Commoners are divided according to year. Those in Form One and Two are Junior Boys, Form Three and Four are Senior boys. Starehe also has a technical training institute called Starehe Technical Training Institute for post Secondary education. Starehe Institute students are referred to as "Form Five's".

When corporal punishment was legal in Kenya, only the Director was allowed to use the cane at Starehe. This was so that he kept abreast of all serious offences in the school.

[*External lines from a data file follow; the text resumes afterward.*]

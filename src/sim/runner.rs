//! Run controller: drives many iterations under the abort policies and feeds
//! outcomes into a [`Distribution`].
//!
//! Two controllers share the same per-iteration semantics:
//!
//! - [`SimulationRunner::run`] — the strictly sequential loop. Failure-ratio
//!   and timeout aborts are evaluated at every iteration boundary against the
//!   private distribution.
//! - [`SimulationRunner::run_parallel`] — worker threads pull iteration
//!   tickets from a shared atomic counter, accumulate private partial
//!   distributions, and synchronize only on the shared completed/failure
//!   counters the abort checks read. Once an abort fires no new iteration
//!   starts; in-flight iterations finish and the partials merge into the
//!   final (possibly partial) distribution.
//!
//! Both return run-level aborts as typed failures carrying the partial
//! distribution, so a truncated run can still be summarized.

#![allow(missing_docs)]
#![allow(clippy::cast_precision_loss)]

use std::sync::atomic::{AtomicU8, AtomicU64, Ordering};
use std::time::Instant;

use crossbeam_channel as channel;
use thiserror::Error;

use crate::core::config::SimulationConfig;
use crate::sim::distribution::{Distribution, EmptyDistribution, bucket_key};
use crate::sim::iteration::{IterationEngine, IterationError};
use crate::sim::sample::SampleSource;

/// Terminal run-level abort, carrying the distribution accumulated so far.
#[derive(Debug, Error)]
pub enum RunError {
    #[error("[BLF-4101] run aborted after {completed_runs} runs: increasing-backlog failure ratio exceeded")]
    IncreasingBacklog {
        partial: Distribution,
        completed_runs: u64,
    },

    #[error("[BLF-4102] wall-clock time limit reached after {completed_runs} runs")]
    Timeout {
        partial: Distribution,
        completed_runs: u64,
    },
}

impl RunError {
    /// Stable machine-parseable error code.
    #[must_use]
    pub const fn code(&self) -> &'static str {
        match self {
            Self::IncreasingBacklog { .. } => "BLF-4101",
            Self::Timeout { .. } => "BLF-4102",
        }
    }

    /// The partial distribution accumulated before the abort.
    #[must_use]
    pub const fn partial(&self) -> &Distribution {
        match self {
            Self::IncreasingBacklog { partial, .. } | Self::Timeout { partial, .. } => partial,
        }
    }

    /// Consume the error, keeping the partial distribution.
    #[must_use]
    pub fn into_partial(self) -> Distribution {
        match self {
            Self::IncreasingBacklog { partial, .. } | Self::Timeout { partial, .. } => partial,
        }
    }

    /// Runs that finished (success or failure) before the abort.
    #[must_use]
    pub const fn completed_runs(&self) -> u64 {
        match self {
            Self::IncreasingBacklog { completed_runs, .. }
            | Self::Timeout { completed_runs, .. } => *completed_runs,
        }
    }
}

/// Failure of the derived average/median convenience runs: either the run
/// itself aborted, or it completed without a single success to summarize.
#[derive(Debug, Error)]
pub enum EstimateError {
    #[error(transparent)]
    Run(#[from] RunError),
    #[error(transparent)]
    Empty(#[from] EmptyDistribution),
}

// Shared abort flag values for the parallel controller.
const ABORT_NONE: u8 = 0;
const ABORT_INCREASING: u8 = 1;
const ABORT_TIMEOUT: u8 = 2;

/// Drives a configured number of simulated depletion runs.
#[derive(Debug, Clone)]
pub struct SimulationRunner {
    config: SimulationConfig,
}

impl SimulationRunner {
    #[must_use]
    pub fn new(config: SimulationConfig) -> Self {
        Self { config }
    }

    #[must_use]
    pub const fn config(&self) -> &SimulationConfig {
        &self.config
    }

    /// Run the full sequential simulation.
    ///
    /// Per-iteration failures are recorded, never propagated: an
    /// `IncreasingBacklog` iteration only aborts the run once the warm-up
    /// window has passed and the overall failure ratio exceeds the
    /// configured bound; a `Timeout` iteration aborts unconditionally.
    pub fn run<S: SampleSource>(&self, source: &mut S) -> Result<Distribution, RunError> {
        let engine = IterationEngine::new(self.config.divergence_multiplier);
        let deadline = Instant::now() + self.config.time_limit();
        let warmup = self.config.iterations as f64 * self.config.increasing_failure_threshold_ratio;
        let mut distribution = Distribution::new();

        for run in 1..=self.config.iterations {
            match engine.run(source, Some(deadline)) {
                Ok(duration) => {
                    distribution.record_success(bucket_key(duration, self.config.bucket_size_seconds));
                }
                Err(IterationError::IncreasingBacklog) => {
                    distribution.record_failure();
                    if run as f64 > warmup
                        && distribution.failure_count() as f64 / run as f64
                            > self.config.increasing_failure_ratio
                    {
                        return Err(RunError::IncreasingBacklog {
                            partial: distribution,
                            completed_runs: run,
                        });
                    }
                }
                Err(IterationError::Timeout) => {
                    distribution.record_failure();
                    return Err(RunError::Timeout {
                        partial: distribution,
                        completed_runs: run,
                    });
                }
            }
        }

        Ok(distribution)
    }

    /// Run the simulation across worker threads.
    ///
    /// Iterations are handed out as tickets from a shared counter, so no new
    /// iteration starts once an abort condition has fired; workers that are
    /// mid-iteration finish and their partial distributions are still merged.
    /// Timeout dominates a concurrent failure-ratio abort.
    pub fn run_parallel<S>(&self, source: &S) -> Result<Distribution, RunError>
    where
        S: SampleSource + Clone + Send,
    {
        let workers = self.config.workers.max(1);
        if workers == 1 {
            return self.run(&mut source.clone());
        }

        let engine = IterationEngine::new(self.config.divergence_multiplier);
        let deadline = Instant::now() + self.config.time_limit();
        let iterations = self.config.iterations;
        let warmup = iterations as f64 * self.config.increasing_failure_threshold_ratio;
        let failure_ratio = self.config.increasing_failure_ratio;
        let bucket_size = self.config.bucket_size_seconds;

        let tickets = AtomicU64::new(0);
        let completed = AtomicU64::new(0);
        let failures = AtomicU64::new(0);
        let abort = AtomicU8::new(ABORT_NONE);
        let (partial_tx, partial_rx) = channel::unbounded::<Distribution>();

        std::thread::scope(|scope| {
            for _ in 0..workers {
                let mut worker_source = source.clone();
                let partial_tx = partial_tx.clone();
                let tickets = &tickets;
                let completed = &completed;
                let failures = &failures;
                let abort = &abort;

                scope.spawn(move || {
                    let mut local = Distribution::new();
                    loop {
                        if abort.load(Ordering::Acquire) != ABORT_NONE {
                            break;
                        }
                        if tickets.fetch_add(1, Ordering::AcqRel) >= iterations {
                            break;
                        }

                        match engine.run(&mut worker_source, Some(deadline)) {
                            Ok(duration) => {
                                local.record_success(bucket_key(duration, bucket_size));
                                completed.fetch_add(1, Ordering::AcqRel);
                            }
                            Err(IterationError::IncreasingBacklog) => {
                                local.record_failure();
                                let run = completed.fetch_add(1, Ordering::AcqRel) + 1;
                                let failed = failures.fetch_add(1, Ordering::AcqRel) + 1;
                                if run as f64 > warmup && failed as f64 / run as f64 > failure_ratio
                                {
                                    let _ = abort.compare_exchange(
                                        ABORT_NONE,
                                        ABORT_INCREASING,
                                        Ordering::AcqRel,
                                        Ordering::Acquire,
                                    );
                                    break;
                                }
                            }
                            Err(IterationError::Timeout) => {
                                local.record_failure();
                                completed.fetch_add(1, Ordering::AcqRel);
                                failures.fetch_add(1, Ordering::AcqRel);
                                abort.store(ABORT_TIMEOUT, Ordering::Release);
                                break;
                            }
                        }
                    }
                    let _ = partial_tx.send(local);
                });
            }
        });
        drop(partial_tx);

        let mut merged = Distribution::new();
        for partial in partial_rx.try_iter() {
            merged.merge(&partial);
        }

        let completed_runs = merged.total_runs();
        match abort.load(Ordering::Acquire) {
            ABORT_INCREASING => Err(RunError::IncreasingBacklog {
                partial: merged,
                completed_runs,
            }),
            ABORT_TIMEOUT => Err(RunError::Timeout {
                partial: merged,
                completed_runs,
            }),
            _ => Ok(merged),
        }
    }

    /// Run the full distribution and reduce it to its weighted average.
    pub fn run_average<S: SampleSource>(&self, source: &mut S) -> Result<f64, EstimateError> {
        let distribution = self.run(source)?;
        Ok(distribution.average()?)
    }

    /// Run the full distribution and reduce it to its median.
    pub fn run_median<S: SampleSource>(
        &self,
        source: &mut S,
        interpolate: bool,
    ) -> Result<f64, EstimateError> {
        let distribution = self.run(source)?;
        Ok(distribution.median(interpolate)?)
    }
}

Dr. Griffin took issue with the government's ban on caning, saying the government was bowing to international pressure and that little thought had been given to the implications. It would lead to an escalation in indiscipline and a decline in educational standards, he said.

==Notable alumni==

- Paul Ereng – Olympic Gold Medallist – 1988 Seoul Summer Olympics – 800m
- Peter Kenneth – Former Assistant Minister in the Ministry of State for Planning, National Development and Vision 2030, former MP for Gatanga Constituency, presidential candidate in Kenya's 2013 election
- George Magoha - Immediate former Kenyan cabinet secretary for education
- Kinuthia Murugu – Permanent Secretary, Ministry of Youth and Sports
- Peter Ndegwa – Chief Executive Officer of Safaricom since 1 April 2020.
- Ken Okoth – a Kenyan politician who served as the Member of Parliament for Kibra Constituency from 2013 to 26 July 2019 when he died from complications caused by colorectal cancer.
- Raphael Tuju – former Minister of Foreign Affairs

==Starehe UK==

Starehe UK was founded in 1970 to help support Starehe Boys' Centre. In 1994–1996 it raised over £1M through the Aim High Appeal to establish an endowment fund in the UK for the Centre. It has supported Starehe Girls' Centre since its founding. 2009 was the fiftieth anniversary of the Starehe Boys' Centre. The Girls' Centre was opened in 2005.